I was captured on the southern front on November 7, 1943. I was part of the Gustav line, a defense set up to halt the southern approach of the Americans and to allow for defenses in Monte Cassino to be set up. During an attack, many of my friends died or were injured, and the rest were captured. The Americans took our equipment. They took other belongings. But we were treated fair. We were sent to the south of France. There, I was inspected by Eisenhower himself. He was there one day and inspected the POWs. I was sent from France to Italy, to Africa, where I changed camps every couple of weeks to reduce the possibility of any escape attempts. This was a regulation in place for elite soldiers, often paratroopers or SS.
Eventually I was sent to an interrogation camp near Algiers. Other German soldiers had nicknamed it "The Pressing Mill" - I was interrogated here for ten days by an English officer. Each prisoner there had one officer assigned to them. Some were French, others English or American. In these ten days, the officer could treat you as he wished. He could come with gifts of cigarettes and chocolate. Or with beatings. The officer interrogating me preferred violence.
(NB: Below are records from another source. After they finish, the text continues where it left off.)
//! Reversible cache key encoding
//!
//! The cache deliberately keeps no in-memory index: charthaul runs as a
//! short-lived process once per build, so any map held in memory would be
//! gone on the next invocation. Instead, each cache entry's *filename* is a
//! reversible encoding of its key, making the filesystem itself the index.
//! A second process with the same cache root recovers every key by listing
//! the directory.

use base64::Engine;
use base64::engine::general_purpose::URL_SAFE_NO_PAD;
use serde::{Deserialize, Serialize};

use crate::error::{CoreError, Result};

/// Identity of a cached artifact
///
/// Field order is part of the encoding: two keys are equal iff all four
/// fields are equal, and equal keys always encode to the same segment.
#[derive(Debug, Clone, Serialize, Deserialize, PartialEq, Eq, Hash)]
pub struct CacheKey {
    /// Chart name
    pub chart: String,

    /// Project the fetch was made for (disambiguates per-project overrides)
    pub project: String,

    /// Repository source URL
    pub url: String,

    /// Chart version
    pub version: String,
}

impl CacheKey {
    pub fn new(
        chart: impl Into<String>,
        project: impl Into<String>,
        url: impl Into<String>,
        version: impl Into<String>,
    ) -> Self {
        Self {
            chart: chart.into(),
            project: project.into(),
            url: url.into(),
            version: version.into(),
        }
    }

    /// Encode this key as a single filesystem-safe path segment
    ///
    /// The segment uses the URL-safe base64 alphabet, so it can never
    /// contain a path separator or `.` sequences.
    pub fn encode(&self) -> String {
        // Serialization of a plain struct is deterministic: fields are
        // emitted in declaration order.
        let json = serde_json::to_vec(self).unwrap_or_default();
        URL_SAFE_NO_PAD.encode(json)
    }

    /// Decode a path segment produced by [`CacheKey::encode`]
    ///
    /// Fails with [`CoreError::Decode`] for segments this codec did not
    /// produce, e.g. a foreign file found during a cache scan.
    pub fn decode(segment: &str) -> Result<Self> {
        let bytes = URL_SAFE_NO_PAD
            .decode(segment)
            .map_err(|_| CoreError::Decode {
                segment: segment.to_string(),
            })?;
        serde_json::from_slice(&bytes).map_err(|_| CoreError::Decode {
            segment: segment.to_string(),
        })
    }
}

impl std::fmt::Display for CacheKey {
    fn fmt(&self, f: &mut std::fmt::Formatter<'_>) -> std::fmt::Result {
        write!(f, "{}@{} ({})", self.chart, self.version, self.url)
    }
}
It was December and we were kept naked. It rained everyday. We were beaten and starved, isolated. One man in each cell for ten days straight. Afterward we were allowed back around the other prisoners. We didn't know why they chose those they had. Now I realize they wanted to claim a range of different people. Young, old, big, small. From every village, one dog, as I say. There were thousands of us and only twenty or so went through the heavy interrogations. There was no possibility of rest.
Then we were sent to Norfolk by ship, then from there to the States. We were sent to Camp Grant, in Illinois, near Chicago. The conditions in the camp were very good. I was then transferred back to France by ship for repatriation. In France, I was kept in an American camp where I was again treated poorly.
The prisoners in the camps were used for labor, there were many different types of labor. I was used as a translator in the camp administrations. I was paid 80 cents per day, camp money. We were able to buy some things from a small shop in the camp itself. It would have been impossible in Germany to think of some of the things there. Chewing gum, chocolate. But no cigarettes and everything came in small amounts.
In November, 1947, we were transported by train from France with American soldiers to a small camp near Salzburg and were released there the same day. I returned to a very bad economic situation. It was difficult in the years after the war to get the things you needed for a normal life. Many of my relatives were in captivity or missing. My father had also been in a prison camp. He was a military doctor, and he was imprisoned a year longer. He died eight days after his release, after returning home.
It was a very hard time for the family.
I studied medicine after the war. I worked in mountain rescue, as a doctor and as a parachute instructor. I taught servicemen about parachuting. It was important for them to use parachutes to get to people in the mountains in the event of emergencies.
I had three children, seven grandchildren and three great-grandchildren. I am almost ninety-years old. Now to get to one hundred.